YOU CAN’T begin to describe a scene convincingly in a piece of fiction unless you can see it in your own mind. That’s fine if you’re writing from your imagination, but if you’re dramatising real events it’s more of a challenge – you have to get it right, not least because you will completely lose the trust of any better informed reader if you make any howlers.
I found my imagination letting me down badly when I was trying to write the strand of my novel The Hopkins Conundrum which is set aboard a transatlantic passenger ship in 1875. Not long earlier, for reasons that seemed good at the time, I had spent a week on what was then the world’s largest cruise ship (they build a new one every year and they make each one a few centimetres longer than the last, so it isn’t any more) called the Freedom of the Seas.
Of course I knew that European emigrants in the late 19th century didn’t have a choice of pleasure pools, a climbing wall and a flume ride to entertain them, and they didn’t ride between the 2nd floor nightclub and the 13-floor cocktail bar in an express lift.
Nevertheless, every time I tried to picture the nuns of my novel walking down their ship’s corridor or taking refuge in their cabin, I saw the plush carpeted walkways and the nicely appointed stateroom of the luxury modern pleasure palace I’d just been on.
I needed to dislodge all that from my mind and get a proper picture of the Deutschland. I
knew what she looked like from the etchings we have of her. But what was it like to be aboard? What facilities did each cabin contain? How many people did you have to share with? Obviously there would be a massive difference between the levels of comfort in first class and steerage – but what precisely did those first-class comforts consist of?

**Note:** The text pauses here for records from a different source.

// ABOUTME: Unified application error type with standard error codes
// ABOUTME: Bridges provider failures into a single AppError used by tools and the MCP layer
//
// SPDX-License-Identifier: MIT OR Apache-2.0
// Copyright (c) 2025 Pierre Fitness Intelligence

//! # Unified Error Handling System
//!
//! Every layer above the HTTP client (tools, MCP request processing, startup)
//! speaks [`AppResult`]. Client-level failures are modelled precisely by
//! [`ProviderError`] and converted here, keeping the category visible through
//! [`ErrorCode`].

use std::fmt;

use serde::{Deserialize, Serialize};
use thiserror::Error;

use crate::providers::errors::ProviderError;

/// Standard error codes used throughout the application
#[derive(Debug, Clone, Copy, PartialEq, Eq, Serialize, Deserialize)]
pub enum ErrorCode {
    // Validation (3000-3999)
    /// Caller supplied an invalid argument
    #[serde(rename = "INVALID_INPUT")]
    InvalidInput = 3000,
    /// Caller omitted a required argument
    #[serde(rename = "MISSING_REQUIRED_FIELD")]
    MissingRequiredField = 3001,

    // Resource Management (4000-4999)
    /// Named resource (tool, method) does not exist
    #[serde(rename = "RESOURCE_NOT_FOUND")]
    ResourceNotFound = 4000,

    // External Services (5000-5999)
    /// WHOOP API returned an unexpected status
    #[serde(rename = "EXTERNAL_SERVICE_ERROR")]
    ExternalServiceError = 5000,
    /// WHOOP API could not be reached
    #[serde(rename = "EXTERNAL_SERVICE_UNAVAILABLE")]
    ExternalServiceUnavailable = 5001,
    /// WHOOP rejected our credentials and no refresh path remains
    #[serde(rename = "EXTERNAL_AUTH_FAILED")]
    ExternalAuthFailed = 5002,
    /// WHOOP rate limit hit
    #[serde(rename = "EXTERNAL_RATE_LIMITED")]
    ExternalRateLimited = 5003,

    // Configuration (6000-6999)
    /// Required configuration is missing
    #[serde(rename = "CONFIG_MISSING")]
    ConfigMissing = 6001,
    /// Configuration value is present but unusable
    #[serde(rename = "CONFIG_INVALID")]
    ConfigInvalid = 6002,

    // Internal Errors (9000-9999)
    /// Unexpected internal failure
    #[serde(rename = "INTERNAL_ERROR")]
    InternalError = 9000,
    /// Data serialization/deserialization failed
    #[serde(rename = "SERIALIZATION_ERROR")]
    SerializationError = 9003,
}

impl ErrorCode {
    /// Get a user-friendly description of this error
    #[must_use]
    pub const fn description(&self) -> &'static str {
        match self {
            Self::InvalidInput => "The provided input is invalid",
            Self::MissingRequiredField => "A required field is missing from the request",
            Self::ResourceNotFound => "The requested resource was not found",
            Self::ExternalServiceError => "The WHOOP API returned an error",
            Self::ExternalServiceUnavailable => "The WHOOP API is currently unreachable",
            Self::ExternalAuthFailed => "Authentication with WHOOP failed",
            Self::ExternalRateLimited => "WHOOP API rate limit exceeded",
            Self::ConfigMissing => "Required configuration is missing",
            Self::ConfigInvalid => "Configuration is invalid",
            Self::InternalError => "An internal server error occurred",
            Self::SerializationError => "Data serialization/deserialization failed",
        }
    }

    /// Whether the error was caused by the caller's arguments
    #[must_use]
    pub const fn is_client_error(&self) -> bool {
        matches!(
            self,
            Self::InvalidInput | Self::MissingRequiredField | Self::ResourceNotFound
        )
    }
}

/// Unified error type for the application
#[derive(Debug, Error)]
pub struct AppError {
    /// Error code
    pub code: ErrorCode,
    /// Human-readable error message
    pub message: String,
    /// Source error for error chaining
    #[source]
    pub source: Option<Box<dyn std::error::Error + Send + Sync>>,
}

impl AppError {
    /// Create a new `AppError` with the given code and message
    #[must_use]
    pub fn new(code: ErrorCode, message: impl Into<String>) -> Self {
        Self {
            code,
            message: message.into(),
            source: None,
        }
    }

    /// Add a source error for error chaining
    #[must_use]
    pub fn with_source(mut self, source: impl std::error::Error + Send + Sync + 'static) -> Self {
        self.source = Some(Box::new(source));
        self
    }

    /// Invalid input
    #[must_use]
    pub fn invalid_input(message: impl Into<String>) -> Self {
        Self::new(ErrorCode::InvalidInput, message)
    }

    /// Missing required argument
    #[must_use]
    pub fn missing_field(field: &str) -> Self {
        Self::new(
            ErrorCode::MissingRequiredField,
            format!("missing required argument '{field}'"),
        )
    }

    /// Resource not found
    #[must_use]
    pub fn not_found(resource: impl Into<String>) -> Self {
        Self::new(
            ErrorCode::ResourceNotFound,
            format!("{} not found", resource.into()),
        )
    }

    /// Configuration value unusable
    #[must_use]
    pub fn config_invalid(message: impl Into<String>) -> Self {
        Self::new(ErrorCode::ConfigInvalid, message)
    }

    /// Internal server error
    #[must_use]
    pub fn internal(message: impl Into<String>) -> Self {
        Self::new(ErrorCode::InternalError, message)
    }
}

impl fmt::Display for AppError {
    fn fmt(&self, f: &mut fmt::Formatter<'_>) -> fmt::Result {
        write!(f, "{}: {}", self.code.description(), self.message)
    }
}

/// Result type alias for convenience
pub type AppResult<T> = Result<T, AppError>;

impl From<ProviderError> for AppError {
    fn from(error: ProviderError) -> Self {
        let code = match &error {
            ProviderError::ConfigurationError { .. } => ErrorCode::ConfigMissing,
            ProviderError::AuthenticationFailed { .. } => ErrorCode::ExternalAuthFailed,
            ProviderError::RateLimitExceeded => ErrorCode::ExternalRateLimited,
            ProviderError::HttpError { .. } | ProviderError::InvalidResponse { .. } => {
                ErrorCode::ExternalServiceError
            }
            ProviderError::NetworkError { .. } => ErrorCode::ExternalServiceUnavailable,
        };
        Self::new(code, error.to_string()).with_source(error)
    }
}

impl From<serde_json::Error> for AppError {
    fn from(error: serde_json::Error) -> Self {
        Self::new(
            ErrorCode::SerializationError,
            format!("JSON processing failed: {error}"),
        )
    }
}

impl From<std::io::Error> for AppError {
    fn from(error: std::io::Error) -> Self {
        Self::internal(format!("I/O failure: {error}")).with_source(error)
    }
}

#[cfg(test)]
#[allow(clippy::unwrap_used, clippy::panic)]
mod tests {
    use super::*;
    use crate::providers::errors::AuthFailure;

    #[test]
    fn test_provider_errors_keep_their_category() {
        let cases = [
            (
                ProviderError::ConfigurationError {
                    details: "client id missing".to_owned(),
                },
                ErrorCode::ConfigMissing,
            ),
            (
                ProviderError::AuthenticationFailed {
                    reason: AuthFailure::NoRefreshToken,
                },
                ErrorCode::ExternalAuthFailed,
            ),
            (ProviderError::RateLimitExceeded, ErrorCode::ExternalRateLimited),
            (
                ProviderError::HttpError {
                    status_code: 503,
                    message: "unavailable".to_owned(),
                },
                ErrorCode::ExternalServiceError,
            ),
        ];

        for (provider_error, expected) in cases {
            let app_error = AppError::from(provider_error);
            assert_eq!(app_error.code, expected);
        }
    }

    #[test]
    fn test_display_includes_description_and_message() {
        let error = AppError::invalid_input("limit must be at least 1");
        assert_eq!(
            error.to_string(),
            "The provided input is invalid: limit must be at least 1"
        );
        assert!(error.code.is_client_error());
    }

    #[test]
    fn test_error_code_serializes_to_screaming_name() {
        let json = serde_json::to_string(&ErrorCode::ExternalRateLimited).unwrap();
        assert_eq!(json, "\"EXTERNAL_RATE_LIMITED\"");
    }
}
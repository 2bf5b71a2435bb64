// ABOUTME: Authenticated WHOOP API client with transparent access-token refresh
// ABOUTME: Retries a request exactly once after a 401 when a refresh token is available
//
// SPDX-License-Identifier: MIT OR Apache-2.0
// Copyright (c) 2025 Pierre Fitness Intelligence

//! # WHOOP API Client
//!
//! Every call goes through [`WhoopClient::request`], which runs this state
//! machine:
//!
//! ```text
//! attempt ─┬─ 2xx ─────────────────────────────────► Success
//!          ├─ 401, no refresh token ───────────────► AuthenticationFailed
//!          ├─ 401, refresh token ─► refresh ─┬─ ok ─► retry ─┬─ 2xx ─► Success
//!          │                                 │              └─ err ─► Failure
//!          │                                 └─ err ────────────────► Failure
//!          ├─ 429 ─────────────────────────────────► RateLimitExceeded
//!          └─ other ───────────────────────────────► HttpError
//! ```
//!
//! There is no loop: at most one refresh and one retry per call. The bearer
//! header is rebuilt from the token manager before each attempt, so the retry
//! always carries the refreshed token.

use std::sync::Arc;

use reqwest::header::{AUTHORIZATION, CONTENT_TYPE};
use reqwest::{Client, Response, StatusCode};
use serde::Serialize;
use serde_json::Value;
use tracing::{debug, error, info, instrument, warn};

use super::errors::{AuthFailure, ProviderError, ProviderResult};
use crate::config::ServerConfig;
use crate::constants::{api, limits};
use crate::oauth::{TokenManager, TokenPair};
use crate::utils::http_client::create_client_with_timeout;

/// Longest response body excerpt carried in an `HttpError`
const MAX_ERROR_BODY_CHARS: usize = 500;

/// HTTP verbs supported by the WHOOP API
#[derive(Debug, Clone, Copy, PartialEq, Eq)]
pub enum HttpMethod {
    /// Query parameters are sent in the URL
    Get,
    /// Query parameters are sent as a JSON body
    Post,
}

/// Query for the paginated collection endpoints.
///
/// Absent `start` / `end` / `next_token` are left out of the request rather
/// than sent as empty values.
#[derive(Debug, Clone, PartialEq, Eq, Serialize)]
pub struct DataQuery {
    /// Maximum number of records to return
    pub limit: u32,
    /// ISO-8601 lower bound
    #[serde(skip_serializing_if = "Option::is_none")]
    pub start: Option<String>,
    /// ISO-8601 upper bound
    #[serde(skip_serializing_if = "Option::is_none")]
    pub end: Option<String>,
    /// Cursor returned as `next_token` by a previous page
    #[serde(rename = "nextToken", skip_serializing_if = "Option::is_none")]
    pub next_token: Option<String>,
}

impl Default for DataQuery {
    fn default() -> Self {
        Self {
            limit: limits::DEFAULT_RECORD_LIMIT,
            start: None,
            end: None,
            next_token: None,
        }
    }
}

impl DataQuery {
    /// Query with the given limit and no time bounds
    #[must_use]
    pub fn with_limit(limit: u32) -> Self {
        Self {
            limit,
            ..Self::default()
        }
    }

    /// Set the time range; empty strings count as absent
    #[must_use]
    pub fn range(mut self, start: Option<String>, end: Option<String>) -> Self {
        self.start = start.filter(|s| !s.is_empty());
        self.end = end.filter(|s| !s.is_empty());
        self
    }

    /// Continue from a pagination cursor
    #[must_use]
    pub fn after(mut self, next_token: Option<String>) -> Self {
        self.next_token = next_token.filter(|s| !s.is_empty());
        self
    }
}

/// Client for the WHOOP developer API (v2)
#[derive(Debug, Clone)]
pub struct WhoopClient {
    http: Client,
    base_url: String,
    tokens: Arc<TokenManager>,
}

impl WhoopClient {
    /// Build a client from the startup configuration
    ///
    /// # Errors
    ///
    /// Returns `ConfigurationError` when no access token is configured
    pub fn new(config: &ServerConfig) -> ProviderResult<Self> {
        let access_token = config
            .access_token
            .clone()
            .filter(|token| !token.is_empty())
            .ok_or_else(|| ProviderError::ConfigurationError {
                details: "WHOOP_ACCESS_TOKEN is not set; please set it to your WHOOP API access token"
                    .to_owned(),
            })?;

        let http = create_client_with_timeout(config.request_timeout, config.connect_timeout);
        let tokens = TokenManager::new(
            TokenPair::new(access_token, config.refresh_token.clone()),
            config.credentials.clone(),
            config.token_url.clone(),
            http.clone(),
        );

        Ok(Self::with_token_manager(
            http,
            config.api_base_url.clone(),
            Arc::new(tokens),
        ))
    }

    /// Build a client around an existing token manager
    #[must_use]
    pub fn with_token_manager(
        http: Client,
        base_url: impl Into<String>,
        tokens: Arc<TokenManager>,
    ) -> Self {
        let base_url: String = base_url.into();
        Self {
            http,
            base_url: base_url.trim_end_matches('/').to_owned(),
            tokens,
        }
    }

    /// The token manager holding this client's credentials
    #[must_use]
    pub const fn token_manager(&self) -> &Arc<TokenManager> {
        &self.tokens
    }

    /// Issue an authenticated request and return the parsed JSON body.
    ///
    /// On 401 with a refresh token available, refreshes once and retries the
    /// identical request once. The retry's outcome is classified like any
    /// other response, except that a second 401 becomes
    /// `AuthenticationFailed` with `RejectedAfterRefresh` instead of an
    /// `HttpError`; it is the only status reclassified.
    ///
    /// # Errors
    ///
    /// - `AuthenticationFailed` on 401 without a refresh token, when the
    ///   refresh is rejected, or when the retry is still unauthorized
    /// - `ConfigurationError` when a refresh is needed but client
    ///   credentials are missing
    /// - `RateLimitExceeded` on 429
    /// - `HttpError` on any other non-success status
    /// - `NetworkError` on transport failure
    /// - `InvalidResponse` when a success body is not JSON
    pub async fn request<Q>(
        &self,
        method: HttpMethod,
        path: &str,
        query: Option<&Q>,
    ) -> ProviderResult<Value>
    where
        Q: Serialize + ?Sized + Sync,
    {
        let url = format!("{}/{}", self.base_url, path.trim_start_matches('/'));
        debug!("Starting WHOOP API request: {method:?} {url}");

        let access_token = self.tokens.access_token().await;
        let response = self.send(method, &url, query, &access_token).await?;

        if response.status() != StatusCode::UNAUTHORIZED {
            return Self::read_json(response, false).await;
        }

        if !self.tokens.has_refresh_token().await {
            error!("Authentication failed and no refresh token available");
            return Err(ProviderError::AuthenticationFailed {
                reason: AuthFailure::NoRefreshToken,
            });
        }

        info!("Access token expired, attempting refresh");
        self.tokens.refresh_if_stale(&access_token).await?;

        let refreshed_token = self.tokens.access_token().await;
        let retry = self.send(method, &url, query, &refreshed_token).await?;
        Self::read_json(retry, true).await
    }

    async fn send<Q>(
        &self,
        method: HttpMethod,
        url: &str,
        query: Option<&Q>,
        access_token: &str,
    ) -> ProviderResult<Response>
    where
        Q: Serialize + ?Sized + Sync,
    {
        let builder = match method {
            HttpMethod::Get => {
                let builder = self.http.get(url);
                match query {
                    Some(q) => builder.query(q),
                    None => builder,
                }
            }
            HttpMethod::Post => {
                let builder = self.http.post(url);
                match query {
                    Some(q) => builder.json(q),
                    None => builder,
                }
            }
        };

        builder
            .header(AUTHORIZATION, format!("Bearer {access_token}"))
            .header(CONTENT_TYPE, "application/json")
            .send()
            .await
            .map_err(|e| {
                error!("Network error occurred: {e}");
                ProviderError::NetworkError { source: e }
            })
    }

    async fn read_json(response: Response, after_refresh: bool) -> ProviderResult<Value> {
        let status = response.status();
        debug!("WHOOP API response status: {status}");

        let body = response
            .text()
            .await
            .map_err(|e| ProviderError::NetworkError { source: e })?;

        if !status.is_success() {
            return Err(Self::classify_failure(status, &body, after_refresh));
        }

        if body.trim().is_empty() {
            return Ok(Value::Null);
        }

        serde_json::from_str(&body).map_err(|e| ProviderError::InvalidResponse {
            reason: format!("invalid JSON: {e}"),
        })
    }

    fn classify_failure(status: StatusCode, body: &str, after_refresh: bool) -> ProviderError {
        match status {
            StatusCode::TOO_MANY_REQUESTS => {
                warn!("WHOOP API rate limit exceeded");
                ProviderError::RateLimitExceeded
            }
            StatusCode::UNAUTHORIZED if after_refresh => {
                error!("WHOOP rejected the refreshed access token");
                ProviderError::AuthenticationFailed {
                    reason: AuthFailure::RejectedAfterRefresh,
                }
            }
            _ => {
                error!(
                    "WHOOP API request failed - status: {status}, body_length: {} bytes",
                    body.len()
                );
                ProviderError::HttpError {
                    status_code: status.as_u16(),
                    message: body.chars().take(MAX_ERROR_BODY_CHARS).collect(),
                }
            }
        }
    }

    /// Basic profile of the authenticated user (single object)
    ///
    /// # Errors
    ///
    /// See [`WhoopClient::request`]
    #[instrument(skip(self), fields(provider = "whoop", api_call = "get_profile"))]
    pub async fn get_profile(&self) -> ProviderResult<Value> {
        self.request::<DataQuery>(HttpMethod::Get, api::PROFILE_PATH, None)
            .await
    }

    /// Height, weight, and max heart rate (single object)
    ///
    /// # Errors
    ///
    /// See [`WhoopClient::request`]
    #[instrument(skip(self), fields(provider = "whoop", api_call = "get_body_measurement"))]
    pub async fn get_body_measurement(&self) -> ProviderResult<Value> {
        self.request::<DataQuery>(HttpMethod::Get, api::BODY_MEASUREMENT_PATH, None)
            .await
    }

    /// Physiological cycles (paginated envelope)
    ///
    /// # Errors
    ///
    /// See [`WhoopClient::request`]
    #[instrument(skip(self), fields(provider = "whoop", api_call = "get_cycles", limit = query.limit))]
    pub async fn get_cycles(&self, query: &DataQuery) -> ProviderResult<Value> {
        self.request(HttpMethod::Get, api::CYCLE_PATH, Some(query))
            .await
    }

    /// Recovery scores (paginated envelope)
    ///
    /// # Errors
    ///
    /// See [`WhoopClient::request`]
    #[instrument(skip(self), fields(provider = "whoop", api_call = "get_recovery", limit = query.limit))]
    pub async fn get_recovery(&self, query: &DataQuery) -> ProviderResult<Value> {
        self.request(HttpMethod::Get, api::RECOVERY_PATH, Some(query))
            .await
    }

    /// Sleep activities (paginated envelope)
    ///
    /// # Errors
    ///
    /// See [`WhoopClient::request`]
    #[instrument(skip(self), fields(provider = "whoop", api_call = "get_sleep", limit = query.limit))]
    pub async fn get_sleep(&self, query: &DataQuery) -> ProviderResult<Value> {
        self.request(HttpMethod::Get, api::SLEEP_PATH, Some(query))
            .await
    }

    /// Workout activities (paginated envelope)
    ///
    /// # Errors
    ///
    /// See [`WhoopClient::request`]
    #[instrument(skip(self), fields(provider = "whoop", api_call = "get_workouts", limit = query.limit))]
    pub async fn get_workouts(&self, query: &DataQuery) -> ProviderResult<Value> {
        self.request(HttpMethod::Get, api::WORKOUT_PATH, Some(query))
            .await
    }
}

#[cfg(test)]
#[allow(clippy::unwrap_used, clippy::panic)]
mod tests {
    use super::*;

    #[test]
    fn test_data_query_omits_absent_bounds() {
        let query = DataQuery::with_limit(10).range(None, Some(String::new()));
        let json = serde_json::to_value(&query).unwrap();
        assert_eq!(json, serde_json::json!({ "limit": 10 }));
    }

    #[test]
    fn test_data_query_serializes_cursor_as_next_token() {
        let query = DataQuery::default()
            .range(Some("2024-01-01T00:00:00.000Z".to_owned()), None)
            .after(Some("abc".to_owned()));
        let json = serde_json::to_value(&query).unwrap();
        assert_eq!(json["limit"], 25);
        assert_eq!(json["start"], "2024-01-01T00:00:00.000Z");
        assert_eq!(json["nextToken"], "abc");
        assert!(json.get("end").is_none());
    }

    #[test]
    fn test_classify_failure_maps_status_codes() {
        assert!(matches!(
            WhoopClient::classify_failure(StatusCode::TOO_MANY_REQUESTS, "", false),
            ProviderError::RateLimitExceeded
        ));
        assert!(matches!(
            WhoopClient::classify_failure(StatusCode::UNAUTHORIZED, "", true),
            ProviderError::AuthenticationFailed {
                reason: AuthFailure::RejectedAfterRefresh
            }
        ));
        let long_body = "x".repeat(2_000);
        match WhoopClient::classify_failure(StatusCode::NOT_FOUND, &long_body, false) {
            ProviderError::HttpError {
                status_code,
                message,
            } => {
                assert_eq!(status_code, 404);
                assert_eq!(message.len(), MAX_ERROR_BODY_CHARS);
            }
            other => panic!("unexpected error: {other:?}"),
        }
    }
}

Sometimes people keep records of those kinds of things – descendants of emigrants value detail like that, so you can often find it online – but in this case the record is limited because the Deutschland sank only a decade after she was launched. What we do know, however, are her dimensions, what she was made of, how many passengers she could carry, and so on. So if I could identify a comparable vessel from the same era whose details were better documented, maybe I would crack it.